AIM OF THE EXERCISE — Filter the records below for the word "caller". Keep each line that has it.
==============================
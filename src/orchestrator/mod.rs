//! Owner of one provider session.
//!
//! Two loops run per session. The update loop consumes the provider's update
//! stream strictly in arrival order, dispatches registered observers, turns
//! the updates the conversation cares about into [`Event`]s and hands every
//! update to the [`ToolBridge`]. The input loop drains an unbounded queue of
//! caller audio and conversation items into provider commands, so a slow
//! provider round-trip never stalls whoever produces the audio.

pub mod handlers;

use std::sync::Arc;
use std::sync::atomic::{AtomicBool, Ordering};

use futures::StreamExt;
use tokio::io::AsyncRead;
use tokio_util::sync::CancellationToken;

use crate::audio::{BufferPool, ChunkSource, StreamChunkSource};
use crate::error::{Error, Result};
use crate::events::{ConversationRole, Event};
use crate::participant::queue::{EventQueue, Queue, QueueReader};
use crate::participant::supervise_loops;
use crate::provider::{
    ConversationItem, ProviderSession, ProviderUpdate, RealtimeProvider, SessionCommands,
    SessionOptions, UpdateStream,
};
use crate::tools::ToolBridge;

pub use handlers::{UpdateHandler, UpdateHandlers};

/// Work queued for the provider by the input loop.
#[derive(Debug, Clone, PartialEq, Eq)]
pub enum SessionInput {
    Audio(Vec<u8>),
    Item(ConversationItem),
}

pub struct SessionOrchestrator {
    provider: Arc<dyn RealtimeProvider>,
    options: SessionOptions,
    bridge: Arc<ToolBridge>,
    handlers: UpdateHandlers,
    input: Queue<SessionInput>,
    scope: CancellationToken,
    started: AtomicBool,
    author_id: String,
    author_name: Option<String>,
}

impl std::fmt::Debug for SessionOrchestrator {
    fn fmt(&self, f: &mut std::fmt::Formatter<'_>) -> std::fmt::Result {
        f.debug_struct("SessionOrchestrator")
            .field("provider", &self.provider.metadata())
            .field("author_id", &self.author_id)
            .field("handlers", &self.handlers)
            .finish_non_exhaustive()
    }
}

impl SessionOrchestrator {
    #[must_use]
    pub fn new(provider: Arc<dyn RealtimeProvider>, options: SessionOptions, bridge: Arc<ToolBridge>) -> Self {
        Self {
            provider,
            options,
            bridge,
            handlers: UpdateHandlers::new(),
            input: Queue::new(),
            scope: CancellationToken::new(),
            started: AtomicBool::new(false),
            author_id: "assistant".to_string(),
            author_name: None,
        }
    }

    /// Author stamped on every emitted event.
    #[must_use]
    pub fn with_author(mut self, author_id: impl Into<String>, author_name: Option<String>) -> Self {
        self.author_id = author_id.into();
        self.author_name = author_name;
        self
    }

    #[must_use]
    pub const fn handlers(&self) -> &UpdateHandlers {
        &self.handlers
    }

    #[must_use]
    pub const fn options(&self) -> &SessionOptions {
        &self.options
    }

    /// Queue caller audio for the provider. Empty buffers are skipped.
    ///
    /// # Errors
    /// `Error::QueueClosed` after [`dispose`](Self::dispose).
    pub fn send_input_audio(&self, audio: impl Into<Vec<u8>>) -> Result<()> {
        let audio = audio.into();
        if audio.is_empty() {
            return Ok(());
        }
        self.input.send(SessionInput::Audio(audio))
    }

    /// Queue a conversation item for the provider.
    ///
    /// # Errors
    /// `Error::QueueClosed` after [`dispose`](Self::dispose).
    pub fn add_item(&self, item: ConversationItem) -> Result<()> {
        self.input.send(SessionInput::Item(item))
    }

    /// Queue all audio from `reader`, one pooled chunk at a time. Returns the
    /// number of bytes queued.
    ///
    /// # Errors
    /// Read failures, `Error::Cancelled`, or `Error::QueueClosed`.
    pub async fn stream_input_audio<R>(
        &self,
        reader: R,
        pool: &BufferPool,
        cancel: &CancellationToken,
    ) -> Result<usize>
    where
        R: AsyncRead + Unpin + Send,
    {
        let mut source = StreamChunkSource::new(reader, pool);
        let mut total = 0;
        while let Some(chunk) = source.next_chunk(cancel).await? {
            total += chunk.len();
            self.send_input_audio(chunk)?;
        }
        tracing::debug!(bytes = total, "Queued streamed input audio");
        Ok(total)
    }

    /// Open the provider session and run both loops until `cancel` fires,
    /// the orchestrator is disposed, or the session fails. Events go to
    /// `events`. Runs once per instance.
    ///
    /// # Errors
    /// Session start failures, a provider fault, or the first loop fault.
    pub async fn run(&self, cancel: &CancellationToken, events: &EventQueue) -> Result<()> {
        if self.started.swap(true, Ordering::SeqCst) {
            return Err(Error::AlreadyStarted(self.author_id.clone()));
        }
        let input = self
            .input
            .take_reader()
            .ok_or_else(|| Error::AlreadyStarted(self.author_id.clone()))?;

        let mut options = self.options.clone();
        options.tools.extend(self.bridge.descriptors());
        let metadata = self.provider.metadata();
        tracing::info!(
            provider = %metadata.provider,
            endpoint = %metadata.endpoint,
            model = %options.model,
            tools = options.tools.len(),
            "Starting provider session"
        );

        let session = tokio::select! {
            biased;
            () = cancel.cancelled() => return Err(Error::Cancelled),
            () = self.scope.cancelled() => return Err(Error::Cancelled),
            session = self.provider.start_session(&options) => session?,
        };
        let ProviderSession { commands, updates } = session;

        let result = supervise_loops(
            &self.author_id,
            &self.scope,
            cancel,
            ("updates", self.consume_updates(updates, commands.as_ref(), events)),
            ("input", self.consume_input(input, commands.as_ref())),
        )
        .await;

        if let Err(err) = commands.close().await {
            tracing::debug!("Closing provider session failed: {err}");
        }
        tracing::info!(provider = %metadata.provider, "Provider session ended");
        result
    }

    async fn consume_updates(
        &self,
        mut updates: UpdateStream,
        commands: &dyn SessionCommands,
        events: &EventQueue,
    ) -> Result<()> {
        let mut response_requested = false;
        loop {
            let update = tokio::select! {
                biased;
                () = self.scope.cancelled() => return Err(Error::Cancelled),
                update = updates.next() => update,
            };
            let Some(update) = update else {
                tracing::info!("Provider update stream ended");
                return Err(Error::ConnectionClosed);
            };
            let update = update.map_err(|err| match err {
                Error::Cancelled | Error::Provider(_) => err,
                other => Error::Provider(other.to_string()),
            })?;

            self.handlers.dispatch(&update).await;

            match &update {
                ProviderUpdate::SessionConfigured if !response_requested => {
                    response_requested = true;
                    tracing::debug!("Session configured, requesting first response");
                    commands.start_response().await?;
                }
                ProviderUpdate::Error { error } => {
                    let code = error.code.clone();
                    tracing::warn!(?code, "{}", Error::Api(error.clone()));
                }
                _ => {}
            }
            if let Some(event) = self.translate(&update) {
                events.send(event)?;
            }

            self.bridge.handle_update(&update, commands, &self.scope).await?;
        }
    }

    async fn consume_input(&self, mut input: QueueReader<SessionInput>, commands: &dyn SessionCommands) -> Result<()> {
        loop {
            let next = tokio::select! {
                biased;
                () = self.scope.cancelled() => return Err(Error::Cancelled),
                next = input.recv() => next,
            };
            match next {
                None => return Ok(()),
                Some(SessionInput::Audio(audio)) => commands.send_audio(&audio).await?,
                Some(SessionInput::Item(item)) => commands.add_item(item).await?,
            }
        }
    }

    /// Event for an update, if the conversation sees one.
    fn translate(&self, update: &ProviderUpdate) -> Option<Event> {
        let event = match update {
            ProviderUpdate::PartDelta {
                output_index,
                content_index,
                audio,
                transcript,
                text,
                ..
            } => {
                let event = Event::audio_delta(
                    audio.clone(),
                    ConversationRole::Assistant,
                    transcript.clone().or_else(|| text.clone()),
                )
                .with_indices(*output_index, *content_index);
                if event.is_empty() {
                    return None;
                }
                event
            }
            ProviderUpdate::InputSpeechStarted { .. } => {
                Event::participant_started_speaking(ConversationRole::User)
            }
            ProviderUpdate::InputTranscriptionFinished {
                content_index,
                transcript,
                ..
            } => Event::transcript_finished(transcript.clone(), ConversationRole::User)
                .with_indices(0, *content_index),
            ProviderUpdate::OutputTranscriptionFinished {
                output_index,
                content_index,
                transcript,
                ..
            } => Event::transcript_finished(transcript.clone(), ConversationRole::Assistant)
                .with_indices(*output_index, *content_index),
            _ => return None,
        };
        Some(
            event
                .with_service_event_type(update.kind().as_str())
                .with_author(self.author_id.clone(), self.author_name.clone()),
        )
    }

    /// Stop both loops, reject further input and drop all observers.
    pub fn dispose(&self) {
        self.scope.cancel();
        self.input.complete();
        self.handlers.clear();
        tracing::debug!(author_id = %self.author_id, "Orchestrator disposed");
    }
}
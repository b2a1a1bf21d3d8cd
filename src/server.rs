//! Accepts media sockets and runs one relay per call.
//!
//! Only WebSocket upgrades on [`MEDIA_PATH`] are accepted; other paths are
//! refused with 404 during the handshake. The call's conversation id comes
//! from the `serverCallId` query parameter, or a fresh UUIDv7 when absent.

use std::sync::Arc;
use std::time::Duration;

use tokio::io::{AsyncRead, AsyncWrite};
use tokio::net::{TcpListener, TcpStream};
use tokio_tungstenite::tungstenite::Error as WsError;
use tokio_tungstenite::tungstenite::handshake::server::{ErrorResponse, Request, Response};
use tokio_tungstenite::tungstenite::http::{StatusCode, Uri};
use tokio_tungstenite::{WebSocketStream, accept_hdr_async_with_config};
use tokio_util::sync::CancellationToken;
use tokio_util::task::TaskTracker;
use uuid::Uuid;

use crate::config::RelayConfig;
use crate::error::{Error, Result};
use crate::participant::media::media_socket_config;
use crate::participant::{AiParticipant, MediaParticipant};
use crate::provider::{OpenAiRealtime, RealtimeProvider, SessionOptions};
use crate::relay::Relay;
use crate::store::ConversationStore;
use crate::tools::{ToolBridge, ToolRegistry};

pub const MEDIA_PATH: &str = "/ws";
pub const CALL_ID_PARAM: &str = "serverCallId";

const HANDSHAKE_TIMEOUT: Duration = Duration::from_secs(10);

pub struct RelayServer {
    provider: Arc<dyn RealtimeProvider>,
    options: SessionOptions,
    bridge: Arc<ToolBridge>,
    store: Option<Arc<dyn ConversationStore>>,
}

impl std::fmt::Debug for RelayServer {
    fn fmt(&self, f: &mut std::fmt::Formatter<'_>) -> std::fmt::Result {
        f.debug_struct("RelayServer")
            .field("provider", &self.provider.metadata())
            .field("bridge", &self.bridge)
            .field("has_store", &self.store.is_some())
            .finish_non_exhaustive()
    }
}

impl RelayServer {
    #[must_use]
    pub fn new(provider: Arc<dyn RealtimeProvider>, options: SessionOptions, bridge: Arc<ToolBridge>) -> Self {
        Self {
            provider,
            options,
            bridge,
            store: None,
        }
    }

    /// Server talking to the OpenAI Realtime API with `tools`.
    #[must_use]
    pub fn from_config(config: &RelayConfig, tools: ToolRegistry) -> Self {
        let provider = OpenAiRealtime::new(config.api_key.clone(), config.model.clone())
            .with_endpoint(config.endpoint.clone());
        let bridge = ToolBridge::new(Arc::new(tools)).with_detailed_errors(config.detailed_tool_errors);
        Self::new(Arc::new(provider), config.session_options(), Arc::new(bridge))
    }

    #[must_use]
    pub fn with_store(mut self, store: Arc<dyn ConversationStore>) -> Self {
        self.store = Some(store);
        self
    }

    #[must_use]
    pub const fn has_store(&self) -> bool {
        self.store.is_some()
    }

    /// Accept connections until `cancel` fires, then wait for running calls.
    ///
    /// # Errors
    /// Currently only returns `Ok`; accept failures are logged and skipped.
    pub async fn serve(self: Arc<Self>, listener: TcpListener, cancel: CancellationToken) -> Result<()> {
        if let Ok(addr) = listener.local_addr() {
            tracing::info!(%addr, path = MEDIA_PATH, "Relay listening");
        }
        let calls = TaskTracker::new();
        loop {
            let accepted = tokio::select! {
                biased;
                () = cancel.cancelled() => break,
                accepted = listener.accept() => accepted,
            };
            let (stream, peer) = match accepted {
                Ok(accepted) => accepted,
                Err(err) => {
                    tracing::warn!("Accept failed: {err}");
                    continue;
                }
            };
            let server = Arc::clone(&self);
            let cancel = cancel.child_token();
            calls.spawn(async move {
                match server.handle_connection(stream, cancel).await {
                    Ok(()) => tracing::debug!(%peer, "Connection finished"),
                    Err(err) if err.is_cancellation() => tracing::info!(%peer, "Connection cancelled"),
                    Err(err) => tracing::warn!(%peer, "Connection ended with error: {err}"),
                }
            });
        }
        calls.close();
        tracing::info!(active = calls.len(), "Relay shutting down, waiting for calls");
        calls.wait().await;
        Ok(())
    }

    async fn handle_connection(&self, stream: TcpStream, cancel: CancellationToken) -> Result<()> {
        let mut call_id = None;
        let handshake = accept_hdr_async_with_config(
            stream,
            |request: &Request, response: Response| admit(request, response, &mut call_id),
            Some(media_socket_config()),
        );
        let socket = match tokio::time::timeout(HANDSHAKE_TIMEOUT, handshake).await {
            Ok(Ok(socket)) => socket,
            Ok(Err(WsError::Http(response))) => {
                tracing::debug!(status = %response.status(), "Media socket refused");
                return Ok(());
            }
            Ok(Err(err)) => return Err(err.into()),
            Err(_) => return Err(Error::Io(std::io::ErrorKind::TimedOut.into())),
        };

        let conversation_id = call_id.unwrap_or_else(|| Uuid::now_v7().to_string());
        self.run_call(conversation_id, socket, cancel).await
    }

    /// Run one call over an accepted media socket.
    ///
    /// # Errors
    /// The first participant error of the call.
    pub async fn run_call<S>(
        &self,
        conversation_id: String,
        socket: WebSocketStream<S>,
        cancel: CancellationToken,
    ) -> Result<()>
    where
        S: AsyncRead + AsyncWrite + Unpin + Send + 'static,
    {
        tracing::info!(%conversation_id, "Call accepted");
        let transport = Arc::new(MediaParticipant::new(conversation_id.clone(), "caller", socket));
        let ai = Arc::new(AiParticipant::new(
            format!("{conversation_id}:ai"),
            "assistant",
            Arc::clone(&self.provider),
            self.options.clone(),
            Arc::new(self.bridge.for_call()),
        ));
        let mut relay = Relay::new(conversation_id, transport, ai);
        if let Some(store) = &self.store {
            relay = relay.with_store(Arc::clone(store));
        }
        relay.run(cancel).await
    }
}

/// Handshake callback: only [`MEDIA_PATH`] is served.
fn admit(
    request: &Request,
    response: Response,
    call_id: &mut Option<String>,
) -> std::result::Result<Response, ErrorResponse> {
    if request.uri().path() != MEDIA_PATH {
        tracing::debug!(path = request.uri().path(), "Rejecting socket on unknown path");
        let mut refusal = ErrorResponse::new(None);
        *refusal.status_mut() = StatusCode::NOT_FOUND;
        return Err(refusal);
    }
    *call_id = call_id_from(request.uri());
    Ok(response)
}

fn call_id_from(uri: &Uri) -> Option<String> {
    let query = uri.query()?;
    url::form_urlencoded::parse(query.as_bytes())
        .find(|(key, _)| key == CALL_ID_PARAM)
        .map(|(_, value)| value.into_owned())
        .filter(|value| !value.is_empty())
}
==============================
TASK RESULT —
//! caller audio and conversation items into provider commands, so a slow
    /// Queue caller audio for the provider. Empty buffers are skipped.
        let transport = Arc::new(MediaParticipant::new(conversation_id.clone(), "caller", socket));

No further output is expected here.